Saturday 17 January 2015

Theakerly thoughts: resolutions, controllers and page sizes

Thought 1. The first in a new series: questions I have been asked by the radio. What resolutions have you made for 2015? Thanks for asking, radio, but none this year. There are things I’d like to do, like writing and publishing reviews more quickly after reading books. I’d like to get back onto my “small plate diet”, once the Christmas goodies have run out. I’d like to say no to more things, so that I can take the time to enjoy doing the things I choose to do. But no resolutions this time.

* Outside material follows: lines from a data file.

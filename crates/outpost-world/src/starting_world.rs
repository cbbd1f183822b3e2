//! Canonical starting world for demos and integration tests.
//!
//! One zone with a seeded production budget, a working defense stack, two
//! energy nodes, transit conduits in need of repair, and an open
//! construction site — enough for every role to find work from tick one.

use outpost_types::{EntityId, FacilityKind, Position, ResourceKind, ZoneId};

use crate::error::WorldError;
use crate::sim::SimWorld;
use crate::stock;

/// IDs of the notable starting entities, for tests and logging.
#[derive(Debug, Clone, Copy)]
pub struct StartingIds {
    /// The single starting zone.
    pub zone: ZoneId,
    /// The zone's factory.
    pub factory: EntityId,
    /// The zone's core.
    pub core: EntityId,
    /// The zone's turret.
    pub turret: EntityId,
    /// The main storehouse.
    pub storehouse: EntityId,
    /// Energy node on the east side.
    pub node_east: EntityId,
    /// Energy node on the west side.
    pub node_west: EntityId,
}

/// Build the starting world.
///
/// # Errors
///
/// Returns [`WorldError`] if seeding any facility store fails (only
/// possible if the defaults here disagree with the host capacities).
pub fn create_starting_world() -> Result<(SimWorld, StartingIds), WorldError> {
    let mut world = SimWorld::new();
    let zone = world.add_zone("Bastion");

    let factory = world.add_facility(zone, FacilityKind::Factory, Position::new(10, 10))?;
    let core = world.add_facility(zone, FacilityKind::Core, Position::new(14, 10))?;
    let turret = world.add_facility(zone, FacilityKind::Turret, Position::new(10, 14))?;
    let storehouse = world.add_facility(zone, FacilityKind::Storehouse, Position::new(8, 10))?;
    world.add_facility(zone, FacilityKind::Capacitor, Position::new(9, 11))?;
    world.add_facility(zone, FacilityKind::Capacitor, Position::new(11, 11))?;
    world.add_facility(zone, FacilityKind::Cache, Position::new(12, 12))?;
    world.add_facility(zone, FacilityKind::Conduit, Position::new(10, 12))?;
    world.add_facility(zone, FacilityKind::Conduit, Position::new(10, 13))?;
    world.add_facility(zone, FacilityKind::Beacon, Position::new(2, 2))?;

    let node_east = world.add_node(zone, 3_000, 3_000, 10, Position::new(18, 10))?;
    let node_west = world.add_node(zone, 3_000, 3_000, 10, Position::new(2, 10))?;

    world.add_site(zone, FacilityKind::Capacitor, 100, Position::new(11, 9))?;

    // Seed the production budget and the turret's reserve.
    seed_energy(&mut world, factory, 300)?;
    seed_energy(&mut world, turret, 500)?;
    seed_energy(&mut world, storehouse, 2_000)?;

    // Worn transit surface so maintainers have work from tick one.
    if let Some(conduit) = world
        .facilities_of(zone, FacilityKind::Conduit)
        .first()
        .copied()
    {
        if let Some(f) = world.facility_mut(conduit) {
            f.health.current = 2_000;
        }
    }

    Ok((
        world,
        StartingIds {
            zone,
            factory,
            core,
            turret,
            storehouse,
            node_east,
            node_west,
        },
    ))
}

fn seed_energy(world: &mut SimWorld, facility: EntityId, amount: u32) -> Result<(), WorldError> {
    let store = world
        .facility_mut(facility)
        .and_then(|f| f.stock.as_mut())
        .ok_or(WorldError::EntityNotFound(facility))?;
    stock::deposit(store, ResourceKind::Energy, amount)
}
//! Regeneration and harvest logic for resource nodes.
//!
//! Each [`ResourceNode`] has a current `available` quantity, a
//! `regen_per_tick` rate, and a `capacity` ceiling. Regeneration runs when
//! the host starts a new tick and is capped so that `available` never
//! exceeds `capacity`. Harvesting is clamped: over-subscribed nodes simply
//! run dry and later callers take nothing.

use outpost_types::ResourceNode;

/// Apply one tick of regeneration to a node.
///
/// Returns the number of units actually restored (zero when the node is
/// already at capacity).
pub const fn regenerate(node: &mut ResourceNode) -> u32 {
    if node.available >= node.capacity {
        return 0;
    }

    let headroom = node.capacity.saturating_sub(node.available);
    let added = if node.regen_per_tick < headroom {
        node.regen_per_tick
    } else {
        headroom
    };
    node.available = node.available.saturating_add(added);
    added
}

/// Deduct up to `requested` units from a node, returning the amount
/// actually taken.
///
/// If the node holds fewer units than requested, the entire remainder is
/// taken; an empty node yields zero.
pub const fn harvest(node: &mut ResourceNode, requested: u32) -> u32 {
    let taken = if requested < node.available {
        requested
    } else {
        node.available
    };
    node.available = node.available.saturating_sub(taken);
    taken
}
//! Shared target prioritization.
//!
//! Every "pick the best target" decision in the engine — delivery
//! destinations, repair targets, withdrawal sources, turret attack
//! priority — goes through [`rank`]: a stable sort keyed first by an
//! explicit, caller-declared priority-class list and second by a
//! caller-declared metric. When candidates tie on both keys their original
//! world-query order is preserved; no further tie-break exists, and none
//! should be invented.
//!
//! Ratio metrics compare by integer cross-multiplication, never floats.

use std::cmp::Ordering;

use outpost_types::{Agent, Facility, FacilityKind, Health, Stock};

/// The secondary sort key applied after the priority-class position.
#[derive(Debug, Clone, Copy, PartialEq, Eq)]
pub enum Metric {
    /// Lowest raw health first.
    HealthAscending,
    /// Lowest `current / max` health ratio first.
    HealthRatioAscending,
    /// Highest stock fill ratio first.
    FillDescending,
}

/// A candidate the selector can order.
pub trait Rankable {
    /// The facility kind used against the priority-class list, if any.
    /// Candidates without a kind (agents) sort after every listed kind.
    fn priority_kind(&self) -> Option<FacilityKind>;

    /// The candidate's health pair.
    fn health(&self) -> Health;

    /// The candidate's stock, if it has one. `None` ranks as empty.
    fn stock(&self) -> Option<&Stock>;
}

impl Rankable for Facility {
    fn priority_kind(&self) -> Option<FacilityKind> {
        Some(self.kind)
    }

    fn health(&self) -> Health {
        self.health
    }

    fn stock(&self) -> Option<&Stock> {
        self.stock.as_ref()
    }
}

impl Rankable for Agent {
    fn priority_kind(&self) -> Option<FacilityKind> {
        None
    }

    fn health(&self) -> Health {
        self.health
    }

    fn stock(&self) -> Option<&Stock> {
        Some(&self.stock)
    }
}

/// Order candidates best-first.
///
/// Primary key: position in `priority`; kinds absent from the list (and
/// kind-less candidates) sort last. Secondary key: `metric`. The sort is
/// stable, so full ties retain world-query order.
pub fn rank<T: Rankable>(candidates: Vec<T>, priority: &[FacilityKind], metric: Metric) -> Vec<T> {
    let mut ranked = candidates;
    ranked.sort_by(|a, b| {
        class_position(a, priority)
            .cmp(&class_position(b, priority))
            .then_with(|| metric_cmp(a, b, metric))
    });
    ranked
}

fn class_position<T: Rankable>(candidate: &T, priority: &[FacilityKind]) -> usize {
    candidate
        .priority_kind()
        .and_then(|kind| priority.iter().position(|p| *p == kind))
        .unwrap_or(priority.len())
}

fn metric_cmp<T: Rankable>(a: &T, b: &T, metric: Metric) -> Ordering {
    match metric {
        Metric::HealthAscending => a.health().current.cmp(&b.health().current),
        Metric::HealthRatioAscending => a.health().ratio_cmp(b.health()),
        Metric::FillDescending => fill_cmp(b, a),
    }
}

/// Ascending fill-ratio comparison; callers flip arguments for descending.
fn fill_cmp<T: Rankable>(a: &T, b: &T) -> Ordering {
    let (a_used, a_cap) = fill_of(a);
    let (b_used, b_cap) = fill_of(b);
    a_used
        .saturating_mul(b_cap)
        .cmp(&b_used.saturating_mul(a_cap))
}

fn fill_of<T: Rankable>(candidate: &T) -> (u64, u64) {
    candidate.stock().map_or((0, 1), |stock| {
        (u64::from(stock.used()), u64::from(stock.capacity.max(1)))
    })
}
impl World for SimWorld {
    fn tick(&self) -> u64 {
        self.tick
    }

    fn zones(&self) -> Vec<Zone> {
        self.zones
            .iter()
            .map(|(id, state)| make_zone(*id, state))
            .collect()
    }

    fn zone(&self, id: ZoneId) -> Option<Zone> {
        self.zones.get(&id).map(|state| make_zone(id, state))
    }

    fn facilities(&self, zone: ZoneId) -> Vec<Facility> {
        self.zones
            .get(&zone)
            .map(|z| z.facilities.clone())
            .unwrap_or_default()
    }

    fn nodes(&self, zone: ZoneId) -> Vec<ResourceNode> {
        self.zones
            .get(&zone)
            .map(|z| z.nodes.clone())
            .unwrap_or_default()
    }

    fn sites(&self, zone: ZoneId) -> Vec<Site> {
        self.zones
            .get(&zone)
            .map(|z| z.sites.clone())
            .unwrap_or_default()
    }

    fn agents(&self, zone: ZoneId) -> Vec<Agent> {
        self.zones
            .get(&zone)
            .map(|z| z.agents.clone())
            .unwrap_or_default()
    }

    fn salvage(&self, zone: ZoneId) -> Vec<Salvage> {
        self.zones
            .get(&zone)
            .map(|z| z.salvage.clone())
            .unwrap_or_default()
    }

    fn facility(&self, id: EntityId) -> Option<Facility> {
        self.zones
            .values()
            .flat_map(|z| z.facilities.iter())
            .find(|f| f.id == id)
            .cloned()
    }

    fn node(&self, id: EntityId) -> Option<ResourceNode> {
        self.zones
            .values()
            .flat_map(|z| z.nodes.iter())
            .find(|n| n.id == id)
            .cloned()
    }

    fn site(&self, id: EntityId) -> Option<Site> {
        self.zones
            .values()
            .flat_map(|z| z.sites.iter())
            .find(|s| s.id == id)
            .cloned()
    }

    fn move_toward(&mut self, actor: EntityId, target: EntityId) {
        let Some(dest) = self.entity_pos(target) else {
            return;
        };
        let Some(agent) = self.agent_mut(actor) else {
            return;
        };
        agent.pos.x = agent.pos.x.saturating_add(step_toward(agent.pos.x, dest.x));
        agent.pos.y = agent.pos.y.saturating_add(step_toward(agent.pos.y, dest.y));
    }

    fn perform(
        &mut self,
        actor: EntityId,
        verb: ActionVerb,
        target: EntityId,
        resource: Option<ResourceKind>,
    ) -> ActionStatus {
        let res = resource.unwrap_or(ResourceKind::Energy);
        let Some(zone) = self.zone_of(actor) else {
            return ActionStatus::InvalidTarget;
        };

        if verb == ActionVerb::Decommission {
            if actor != target {
                return ActionStatus::InvalidTarget;
            }
            self.remove_agent(zone, actor);
            return ActionStatus::Ok;
        }

        if self.is_turret(actor) {
            return self.turret_act(zone, actor, verb, target);
        }

        self.agent_act(zone, actor, verb, target, res)
    }

    fn produce(
        &mut self,
        facility: EntityId,
        loadout: &[CapabilityModule],
        name: &str,
        memory: &AgentMemory,
    ) -> ActionStatus {
        let Some(zone) = self.zone_of(facility) else {
            return ActionStatus::InvalidTarget;
        };
        let is_factory = self
            .zones
            .get(&zone)
            .is_some_and(|z| {
                z.facilities
                    .iter()
                    .any(|f| f.id == facility && f.kind == FacilityKind::Factory)
            });
        if !is_factory {
            return ActionStatus::InvalidTarget;
        }
        if self.jobs.contains_key(&facility) {
            return ActionStatus::Busy;
        }
        if loadout.is_empty() || self.agent_exists(name) || self.memory.contains_key(name) {
            return ActionStatus::InvalidTarget;
        }

        let cost = loadout_cost(loadout);
        let available = self
            .zone(zone)
            .map_or(0, |z| z.energy_available);
        if cost > available {
            return ActionStatus::NotEnoughResources;
        }

        // Pay from budget facilities in query order.
        let mut due = cost;
        if let Some(state) = self.zones.get_mut(&zone) {
            for f in &mut state.facilities {
                if due == 0 {
                    break;
                }
                if !matches!(f.kind, FacilityKind::Factory | FacilityKind::Capacitor) {
                    continue;
                }
                if let Some(store) = f.stock.as_mut() {
                    let take = due.min(store.amount_of(ResourceKind::Energy));
                    if stock::withdraw(store, ResourceKind::Energy, take).is_ok() {
                        due = due.saturating_sub(take);
                    }
                }
            }
        }

        let module_count = u64::try_from(loadout.len()).unwrap_or(u64::MAX);
        self.jobs.insert(
            facility,
            ProductionJob {
                zone,
                factory: facility,
                name: name.to_owned(),
                loadout: loadout.to_vec(),
                memory: memory.clone(),
                remaining: PRODUCTION_TICKS_PER_MODULE.saturating_mul(module_count),
            },
        );
        info!(tick = self.tick, name, cost, modules = loadout.len(), "Production started");
        ActionStatus::Ok
    }

    fn is_producing(&self, facility: EntityId) -> bool {
        self.jobs.contains_key(&facility)
    }

    fn memory(&self, name: &str) -> Option<AgentMemory> {
        self.memory.get(name).cloned()
    }

    fn set_memory(&mut self, name: &str, memory: AgentMemory) {
        self.memory.insert(name.to_owned(), memory);
    }

    fn delete_memory(&mut self, name: &str) {
        self.memory.remove(name);
    }

    fn memory_names(&self) -> Vec<String> {
        self.memory.keys().cloned().collect()
    }
}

Thought 2. Theaker’s Quarterly Fiction #50 is far too long. It’s taking me forever to get it done, and I got distracted for a while last year by helping out on the BFS Journal again. But it’s on the way, don’t worry. Proofs should be with all contributors this weekend.

Thought 3. I have been having great fun of late after hooking a wired Xbox controller up to my PC and using Xpadder to interpret its commands, e.g. using the triggers to page up and page down when proofreading. It’s very groovy in Word, where I’ve hooked up the controller face buttons to my favourite editing macros. For example, pressing Y highlights the next word and adds a “Look up and check!” comment to it.

Thought 4. I’ve been struck lately by the weirdness of doing so much on-screen editing work on an A4 page, when pretty much nothing I work on in Word ever gets printed out from there. (I’m not a fan of Normal view.) So when reading subs now I change them to a landscape 13 cm x 29 cm page to snugly fit my screen, and working on other stuff I default to A5. Free your mind, dude!

Thought 5. One day I’d like to meet a doorstep evangelist who doesn’t condone the killing of everyone in Sodom and Gomorrah. #kickmurderoutofreligion

Thought 6. A few years ago I had an email chat with an author who admitted using Fiverr to pay for reviews of her book, All My Love, Detrick. She told me that everyone makes mistakes, and the important thing is to learn from them. Well, the book is now up to 296 five-star reviews and 105 four-star reviews. Wonder how that happened?